Dataset entries
-*-*-
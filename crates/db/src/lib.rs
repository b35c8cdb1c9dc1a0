//! MongoDB client factory and the `db` core module.

use std::future::IntoFuture;
use std::time::Duration;

use anyhow::Context;
use async_trait::async_trait;
use axum::{extract::State, http::StatusCode, routing::get, Router};
use booklist_kernel::{settings::DatabaseSettings, InitCtx, Module};
use mongodb::{
    bson::doc,
    options::{ClientOptions, ReadPreference, SelectionCriteria},
    Client, Database,
};

const APP_NAME: &str = "booklist";

/// Connect to the configured MongoDB deployment and verify it answers a ping.
///
/// Both the handshake and the ping are bounded by the operation timeout. Any
/// failure here is a startup error; callers are expected to abort.
pub async fn connect(settings: &DatabaseSettings) -> anyhow::Result<Database> {
    let timeout = settings.operation_timeout();

    let mut options = ClientOptions::parse(settings.uri.as_str())
        .await
        .with_context(|| "failed to parse database uri")?;
    options.app_name = Some(APP_NAME.to_string());
    options.connect_timeout = Some(timeout);
    options.server_selection_timeout = Some(timeout);

    let client = Client::with_options(options).context("failed to create database client")?;
    let database = client.database(&settings.name);

    ping(&database, timeout)
        .await
        .with_context(|| format!("database '{}' is not reachable", settings.name))?;

    tracing::info!(
        target: "booklist-db",
        database = %settings.name,
        collection = %settings.collection,
        "database connected successfully"
    );
    Ok(database)
}

/// Run a `ping` against the primary, bounded by `timeout`.
pub async fn ping(database: &Database, timeout: Duration) -> anyhow::Result<()> {
    let command = database
        .run_command(doc! { "ping": 1 })
        .selection_criteria(SelectionCriteria::ReadPreference(ReadPreference::Primary));

    tokio::time::timeout(timeout, command.into_future())
        .await
        .with_context(|| format!("ping timed out after {:?}", timeout))?
        .context("ping command failed")?;
    Ok(())
}

/// Core module owning the shared database handle.
pub struct DatabaseModule {
    state: HealthState,
}

#[derive(Clone)]
struct HealthState {
    database: Database,
    timeout: Duration,
}

impl DatabaseModule {
    pub fn new(database: Database, timeout: Duration) -> Self {
        Self {
            state: HealthState { database, timeout },
        }
    }
}

#[async_trait]
impl Module for DatabaseModule {
    fn name(&self) -> &'static str {
        "db"
    }

    async fn init(&self, ctx: &InitCtx<'_>) -> anyhow::Result<()> {
        tracing::info!(
            module = self.name(),
            database = %ctx.settings.database.name,
            "db module initialized"
        );
        Ok(())
    }

    fn routes(&self) -> Router {
        Router::new()
            .route("/health", get(health_check))
            .with_state(self.state.clone())
    }

    fn openapi(&self) -> Option<serde_json::Value> {
        Some(serde_json::json!({
            "paths": {
                "/health": {
                    "get": {
                        "summary": "Database health check",
                        "tags": ["Database"],
                        "responses": {
                            "200": {
                                "description": "Database answered a ping",
                                "content": {
                                    "text/plain": {
                                        "schema": { "type": "string" }
                                    }
                                }
                            },
                            "503": {
                                "description": "Database is unreachable",
                                "content": {
                                    "text/plain": {
                                        "schema": { "type": "string" }
                                    }
                                }
                            }
                        }
                    }
                }
            }
        }))
    }
}

/// Health check endpoint backed by a live ping
async fn health_check(State(state): State<HealthState>) -> (StatusCode, &'static str) {
    match ping(&state.database, state.timeout).await {
        Ok(()) => (StatusCode::OK, "database is healthy"),
        Err(err) => {
            tracing::warn!(target: "booklist-db", error = %format!("{err:#}"), "database ping failed");
            (StatusCode::SERVICE_UNAVAILABLE, "database is unreachable")
        }
    }
}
-*-*-
PROBLEM TO WORK ON:
Transcribe the data above exactly as it reads.

TASK RESULT:
filename crates/db/src/lib.rs
repository b35c8cdb1c9dc1a0
//! MongoDB client factory and the `db` core module.

use std::future::IntoFuture;
use std::time::Duration;

use anyhow::Context;
use async_trait::async_trait;
use axum::{extract::State, http::StatusCode, routing::get, Router};
use booklist_kernel::{settings::DatabaseSettings, InitCtx, Module};
use mongodb::{
    bson::doc,
    options::{ClientOptions, ReadPreference, SelectionCriteria},
    Client, Database,
};

const APP_NAME: &str = "booklist";

/// Connect to the configured MongoDB deployment and verify it answers a ping.
///
/// Both the handshake and the ping are bounded by the operation timeout. Any
/// failure here is a startup error; callers are expected to abort.
pub async fn connect(settings: &DatabaseSettings) -> anyhow::Result<Database> {
    let timeout = settings.operation_timeout();

    let mut options = ClientOptions::parse(settings.uri.as_str())
        .await
        .with_context(|| "failed to parse database uri")?;
    options.app_name = Some(APP_NAME.to_string());
    options.connect_timeout = Some(timeout);
    options.server_selection_timeout = Some(timeout);

    let client = Client::with_options(options).context("failed to create database client")?;
    let database = client.database(&settings.name);

    ping(&database, timeout)
        .await
        .with_context(|| format!("database '{}' is not reachable", settings.name))?;

    tracing::info!(
        target: "booklist-db",
        database = %settings.name,
        collection = %settings.collection,
        "database connected successfully"
    );
    Ok(database)
}

/// Run a `ping` against the primary, bounded by `timeout`.
pub async fn ping(database: &Database, timeout: Duration) -> anyhow::Result<()> {
    let command = database
        .run_command(doc! { "ping": 1 })
        .selection_criteria(SelectionCriteria::ReadPreference(ReadPreference::Primary));

    tokio::time::timeout(timeout, command.into_future())
        .await
        .with_context(|| format!("ping timed out after {:?}", timeout))?
        .context("ping command failed")?;
    Ok(())
}

/// Core module owning the shared database handle.
pub struct DatabaseModule {
    state: HealthState,
}

#[derive(Clone)]
struct HealthState {
    database: Database,
    timeout: Duration,
}

impl DatabaseModule {
    pub fn new(database: Database, timeout: Duration) -> Self {
        Self {
            state: HealthState { database, timeout },
        }
    }
}

#[async_trait]
impl Module for DatabaseModule {
    fn name(&self) -> &'static str {
        "db"
    }

    async fn init(&self, ctx: &InitCtx<'_>) -> anyhow::Result<()> {
        tracing::info!(
            module = self.name(),
            database = %ctx.settings.database.name,
            "db module initialized"
        );
        Ok(())
    }

    fn routes(&self) -> Router {
        Router::new()
            .route("/health", get(health_check))
            .with_state(self.state.clone())
    }

    fn openapi(&self) -> Option<serde_json::Value> {
        Some(serde_json::json!({
            "paths": {
                "/health": {
                    "get": {
                        "summary": "Database health check",
                        "tags": ["Database"],
                        "responses": {
                            "200": {
                                "description": "Database answered a ping",
                                "content": {
                                    "text/plain": {
                                        "schema": { "type": "string" }
                                    }
                                }
                            },
                            "503": {
                                "description": "Database is unreachable",
                                "content": {
                                    "text/plain": {
                                        "schema": { "type": "string" }
                                    }
                                }
                            }
                        }
                    }
                }
            }
        }))
    }
}

/// Health check endpoint backed by a live ping
async fn health_check(State(state): State<HealthState>) -> (StatusCode, &'static str) {
    match ping(&state.database, state.timeout).await {
        Ok(()) => (StatusCode::OK, "database is healthy"),
        Err(err) => {
            tracing::warn!(target: "booklist-db", error = %format!("{err:#}"), "database ping failed");
            (StatusCode::SERVICE_UNAVAILABLE, "database is unreachable")
        }
    }
}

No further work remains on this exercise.